-- Data for analysis follows --

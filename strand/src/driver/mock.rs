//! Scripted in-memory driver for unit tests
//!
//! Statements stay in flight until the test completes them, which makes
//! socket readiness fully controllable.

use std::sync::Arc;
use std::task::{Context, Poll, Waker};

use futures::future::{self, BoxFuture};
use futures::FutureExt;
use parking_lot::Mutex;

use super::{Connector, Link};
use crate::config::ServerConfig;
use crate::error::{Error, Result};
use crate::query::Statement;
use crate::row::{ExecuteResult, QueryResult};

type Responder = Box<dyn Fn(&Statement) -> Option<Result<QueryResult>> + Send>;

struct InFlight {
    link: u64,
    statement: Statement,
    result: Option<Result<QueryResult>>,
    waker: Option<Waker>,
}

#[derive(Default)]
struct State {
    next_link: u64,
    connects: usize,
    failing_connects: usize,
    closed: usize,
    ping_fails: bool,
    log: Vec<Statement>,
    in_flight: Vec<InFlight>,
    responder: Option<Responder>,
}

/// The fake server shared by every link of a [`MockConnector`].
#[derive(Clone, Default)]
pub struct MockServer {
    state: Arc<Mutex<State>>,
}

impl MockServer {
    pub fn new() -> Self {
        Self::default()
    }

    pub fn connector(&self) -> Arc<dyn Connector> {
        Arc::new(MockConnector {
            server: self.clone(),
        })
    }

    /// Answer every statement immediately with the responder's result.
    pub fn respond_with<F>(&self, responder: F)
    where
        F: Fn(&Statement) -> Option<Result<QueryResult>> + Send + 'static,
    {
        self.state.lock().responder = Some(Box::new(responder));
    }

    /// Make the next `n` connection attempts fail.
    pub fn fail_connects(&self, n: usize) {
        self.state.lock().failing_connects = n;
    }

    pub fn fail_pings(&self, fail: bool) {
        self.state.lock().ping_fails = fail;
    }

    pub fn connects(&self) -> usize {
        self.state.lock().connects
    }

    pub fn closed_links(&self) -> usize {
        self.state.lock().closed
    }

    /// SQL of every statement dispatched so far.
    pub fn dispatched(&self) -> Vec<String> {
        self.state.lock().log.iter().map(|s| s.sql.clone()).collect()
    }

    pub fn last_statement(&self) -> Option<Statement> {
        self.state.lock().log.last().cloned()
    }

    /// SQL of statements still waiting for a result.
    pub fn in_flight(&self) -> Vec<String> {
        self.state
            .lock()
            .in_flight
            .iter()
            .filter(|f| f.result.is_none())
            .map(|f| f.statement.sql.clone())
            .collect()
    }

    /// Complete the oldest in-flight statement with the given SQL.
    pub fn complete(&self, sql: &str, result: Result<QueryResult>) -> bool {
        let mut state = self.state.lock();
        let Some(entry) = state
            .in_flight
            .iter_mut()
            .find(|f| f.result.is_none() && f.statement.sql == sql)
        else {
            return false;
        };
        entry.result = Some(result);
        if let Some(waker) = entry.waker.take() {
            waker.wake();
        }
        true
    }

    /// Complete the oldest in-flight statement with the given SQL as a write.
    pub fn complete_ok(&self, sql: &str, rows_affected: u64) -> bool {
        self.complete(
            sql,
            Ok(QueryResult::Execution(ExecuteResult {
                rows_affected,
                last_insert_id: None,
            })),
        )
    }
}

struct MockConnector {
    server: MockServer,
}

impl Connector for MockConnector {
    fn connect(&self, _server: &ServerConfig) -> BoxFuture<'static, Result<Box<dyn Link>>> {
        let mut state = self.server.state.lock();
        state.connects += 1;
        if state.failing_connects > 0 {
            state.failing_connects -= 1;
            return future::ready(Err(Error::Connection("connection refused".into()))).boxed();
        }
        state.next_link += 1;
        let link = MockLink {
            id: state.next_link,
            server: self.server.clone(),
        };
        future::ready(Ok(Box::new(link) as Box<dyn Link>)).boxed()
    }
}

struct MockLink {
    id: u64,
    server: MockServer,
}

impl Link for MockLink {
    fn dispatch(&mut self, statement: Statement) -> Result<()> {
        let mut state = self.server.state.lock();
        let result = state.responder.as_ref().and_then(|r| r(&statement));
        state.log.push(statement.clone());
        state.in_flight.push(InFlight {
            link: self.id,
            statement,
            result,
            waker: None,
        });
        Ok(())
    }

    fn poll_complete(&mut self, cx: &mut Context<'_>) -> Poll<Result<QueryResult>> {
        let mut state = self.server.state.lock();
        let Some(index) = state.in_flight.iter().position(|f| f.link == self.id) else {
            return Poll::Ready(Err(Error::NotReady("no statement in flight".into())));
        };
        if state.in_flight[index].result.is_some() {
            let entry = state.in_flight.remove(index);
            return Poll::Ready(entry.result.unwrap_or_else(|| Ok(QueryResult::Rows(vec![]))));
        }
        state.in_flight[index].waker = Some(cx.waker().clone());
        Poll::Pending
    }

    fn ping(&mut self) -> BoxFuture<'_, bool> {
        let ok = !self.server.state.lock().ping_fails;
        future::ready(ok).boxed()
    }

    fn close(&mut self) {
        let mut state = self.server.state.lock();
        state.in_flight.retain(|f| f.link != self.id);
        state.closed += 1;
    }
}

-- Data for analysis concluded --

● **Work task**:
Check each line above for the word "Option", and copy the lines where it appears.

● **The answer**:
type Responder = Box<dyn Fn(&Statement) -> Option<Result<QueryResult>> + Send>;
    result: Option<Result<QueryResult>>,
    waker: Option<Waker>,
    responder: Option<Responder>,
        F: Fn(&Statement) -> Option<Result<QueryResult>> + Send + 'static,
    pub fn last_statement(&self) -> Option<Statement> {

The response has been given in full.